Publication Date: 20260505
Application Date: 20260126

Claims (10)

1. The utility model provides a pavement crack semantic segmentation network model based on self-attention mechanism, characterized in that, the network model adopts encoder-decoder structure for carrying out pixel level segmentation to the pavement image of input so as to output pavement crack segmentation map, and the network model includes: The encoder part is used for carrying out multi-scale feature extraction on an input pavement image and comprises an initial feature extraction module, a plurality of cascade downsampling modules and a plurality of improved bottleneck residual error unit modules which are connected in series behind each downsampling module, wherein the tail end of the encoder part is also provided with a self-attention module; A decoder section for stepwise recovering the spatial resolution of the feature map, comprising a plurality of cascaded upsampling modules; And the characteristic enhancement module is arranged between the encoder part and the decoder part and is used for fusing deep semantic characteristics output by the encoder part with shallow detail characteristics from a front stage of the encoder and providing the fused characteristics to the decoder part.
2. The pavement crack semantic segmentation network model according to claim 1, wherein said encoder section comprises at least 3 serially concatenated downsampling modules, wherein 3 improved bottleneck residual unit modules are serially connected after the 1 st downsampling module, 3 improved bottleneck residual unit modules are serially connected after the 2 nd downsampling module, 12 improved bottleneck residual unit modules are serially connected after the 3 rd downsampling module, and said self-attention module is arranged after the improved bottleneck residual unit modules serially connected with the 3 rd downsampling module.
3. The pavement crack semantic segmentation network model according to claim 1, wherein the improved bottleneck residual unit module comprises a first branch for extracting local features, a second branch for expanding receptive fields and a direct-connection branch for maintaining input information, and output features of the first branch and the second branch are spliced and fused in a channel dimension and summed with the output features of the direct-connection branch after channel shuffling operation.
4. The pavement crack semantic segmentation network model according to claim 3, wherein the first branch comprises a1 x1 convolution layer, a first depth separable convolution group comprising a3 x1 depth convolution layer and a1 x 3 depth convolution layer, and a first channel attention module, the second branch comprises the 1 x1 convolution layer, a second depth separable convolution group comprising a3 x1 depth convolution layer and a1 x 3 depth convolution layer, and a second channel attention module shared with the first branch, the convolution kernel of each depth convolution layer in the second depth separable convolution group is configured as an unwrapped convolution kernel decomposed along a spatial dimension.
5. The pavement crack semantic segmentation network model according to claim 3, wherein the channel shuffling operation is used for regrouping and arranging channels of the feature map obtained after the first branch and the second branch are spliced and fused, and the first channel attention module and the second channel attention module are respectively used for generating corresponding channel weight vectors and multiplying the corresponding channel weight vectors with input features of the respective branches channel by channel so as to perform feature re-weighting.
6. The pavement crack semantic segmentation network model according to claim 1, wherein the self-attention module is a transform module based on a multi-head attention mechanism, the self-attention module introduces position coding information when mapping input features into query features, key features and value features, and the output of the self-attention module is processed with layer normalization through residual connection and added to its input features.
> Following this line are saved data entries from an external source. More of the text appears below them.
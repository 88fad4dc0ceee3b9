//! Biome definitions and the registry resolving network biome ids.

use std::sync::Arc;

use hashbrown::HashMap;

/// Immutable climate description. Shared as `Arc<Biome>`; identity is the
/// allocation, so two lookups of the same biome are `Arc::ptr_eq`.
#[derive(Clone, Debug, PartialEq)]
pub struct Biome {
    pub name: String,
    pub temperature: f32,
    pub downfall: f32,
}

impl Biome {
    pub fn new(name: impl Into<String>, temperature: f32, downfall: f32) -> Self {
        Self {
            name: name.into(),
            temperature,
            downfall,
        }
    }
}

/// Registry index of a biome, as sent over the wire.
#[derive(Clone, Copy, Debug, PartialEq, Eq, Hash)]
pub struct BiomeId(pub u16);

/// Errors that can occur when registering biomes.
#[derive(Debug, thiserror::Error)]
pub enum BiomeRegistryError {
    /// A biome with this name is already registered.
    #[error("duplicate biome name: {0}")]
    DuplicateName(String),
}

/// All biomes known to the session.
pub struct BiomeRegistry {
    biomes: Vec<Arc<Biome>>,
    name_to_id: HashMap<String, BiomeId>,
}

impl BiomeRegistry {
    pub fn new() -> Self {
        Self {
            biomes: Vec::new(),
            name_to_id: HashMap::new(),
        }
    }

    /// Registers a biome, returning its assigned [`BiomeId`].
    ///
    /// # Errors
    ///
    /// Returns [`BiomeRegistryError::DuplicateName`] if the name is taken.
    pub fn register(&mut self, biome: Biome) -> Result<BiomeId, BiomeRegistryError> {
        if self.name_to_id.contains_key(&biome.name) {
            return Err(BiomeRegistryError::DuplicateName(biome.name));
        }
        let id = BiomeId(self.biomes.len() as u16);
        tracing::trace!(name = %biome.name, id = id.0, "registered biome");
        self.name_to_id.insert(biome.name.clone(), id);
        self.biomes.push(Arc::new(biome));
        Ok(id)
    }

    /// `None` for ids the server sent but the registry does not know.
    pub fn get(&self, id: BiomeId) -> Option<&Arc<Biome>> {
        self.biomes.get(id.0 as usize)
    }

    pub fn lookup_by_name(&self, name: &str) -> Option<BiomeId> {
        self.name_to_id.get(name).copied()
    }

    /// Biome whose climate is nearest to `(temperature, downfall)`.
    pub fn closest(&self, temperature: f32, downfall: f32) -> Option<&Arc<Biome>> {
        let distance = |biome: &Biome| {
            let dt = biome.temperature - temperature;
            let dd = biome.downfall - downfall;
            dt * dt + dd * dd
        };
        self.biomes
            .iter()
            .min_by(|a, b| distance(a).total_cmp(&distance(b)))
    }

    pub fn len(&self) -> usize {
        self.biomes.len()
    }

    pub fn is_empty(&self) -> bool {
        self.biomes.is_empty()
    }
}

impl Default for BiomeRegistry {
    fn default() -> Self {
        Self::new()
    }
}

impl std::fmt::Debug for BiomeRegistry {
    fn fmt(&self, f: &mut std::fmt::Formatter<'_>) -> std::fmt::Result {
        f.debug_struct("BiomeRegistry")
            .field("len", &self.len())
            .finish_non_exhaustive()
    }
}
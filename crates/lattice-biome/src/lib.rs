//! Biomes and the strategies resolving them at a position.
//!
//! A [`BiomeSource`] answers per chunk from data it owns. A
//! [`NoiseBiomeAccessor`] may look across chunk borders and is expensive, so
//! its results are memoised per section in a [`SectionBiomeCache`].

mod accessor;
mod biome;
mod cache;
mod climate;
mod source;

pub use accessor::{BiomeSourceLookup, NoiseBiomeAccessor, VoronoiBiomeAccessor};
pub use biome::{Biome, BiomeId, BiomeRegistry, BiomeRegistryError};
pub use cache::SectionBiomeCache;
pub use climate::{ClimateNoise, NoiseBiomeSource};
pub use source::{BiomeSource, CellBiomeSource, ColumnBiomeSource, FixedBiomeSource};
7. The pavement crack semantic segmentation network model according to claim 1, wherein the feature enhancement module comprises a spatial alignment sub-module and a channel re-weighting sub-module, wherein the spatial alignment sub-module performs spatial transformation on shallow detail features from a front stage of the encoder by adopting deformable convolution so as to align with deep semantic features, the channel re-weighting sub-module respectively processes the aligned shallow detail features and the deep semantic features by global average pooling and global maximum pooling to generate channel attention weights, respectively weights the shallow detail features and the deep semantic features, and finally performs splicing fusion on the re-weighted shallow detail features and the deep semantic features.
8. The pavement crack semantic segmentation network model according to claim 1, wherein the decoder section comprises up-sampling modules corresponding to the number of down-sampling modules in the encoder section, wherein the input of each up-sampling module is a fusion of the features output by the up-sampling module of the previous stage and the corresponding scale provided by the feature enhancement module, and the network model further comprises a projection output module arranged at the tail end of the decoder section and used for mapping the features output by the last up-sampling module into a binary segmentation map with the same size as the input pavement image through convolution operation.
9. A pavement crack semantic segmentation method based on a self-attention mechanism, which is characterized by adopting the pavement crack semantic segmentation network model as claimed in any one of claims 1-8, and comprising the following steps: S1, acquiring a pavement image to be processed, and preprocessing the pavement image; S2, inputting the preprocessed pavement image into an encoder part of the pavement crack semantic segmentation network model, sequentially extracting multi-scale features through an initial feature extraction module, a plurality of downsampling modules and a serial improved bottleneck residual error unit module, and performing global context modeling through a self-attention module arranged at the tail end of the encoder to obtain deep semantic features; S3, fusing the deep semantic features with shallow detail features from a front stage of the encoder through a feature enhancement module arranged between the encoder part and the decoder part to obtain multi-stage fusion features; s4, inputting the multi-stage fusion features into the decoder, gradually recovering the spatial resolution of the feature map through a plurality of up-sampling modules, and outputting a pavement crack segmentation map after being processed by a projection output module.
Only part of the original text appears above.